■ **Records for this task**:
* * *
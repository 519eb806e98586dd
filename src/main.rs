use clap::Parser;
use nestegg::api::{Cli, Command, run_command, run_http_server};

#[tokio::main]
async fn main() {
    env_logger::init();

    let cli = Cli::parse();
    match cli.command {
        Command::Serve { port } => {
            if let Err(e) = run_http_server(port).await {
                eprintln!("Server error: {e}");
                std::process::exit(1);
            }
        }
        command => match run_command(command) {
            Ok(output) => println!("{output}"),
            Err(msg) => {
                eprintln!("Error: {msg}");
                std::process::exit(1);
            }
        },
    }
}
* * *
■ **To do**: The lines wanted are those from the one with "command => match" through the last line of the records, repeated exactly and with both ends included.

■ **Finished exercise**:
        command => match run_command(command) {
            Ok(output) => println!("{output}"),
            Err(msg) => {
                eprintln!("Error: {msg}");
                std::process::exit(1);
            }
        },
    }
}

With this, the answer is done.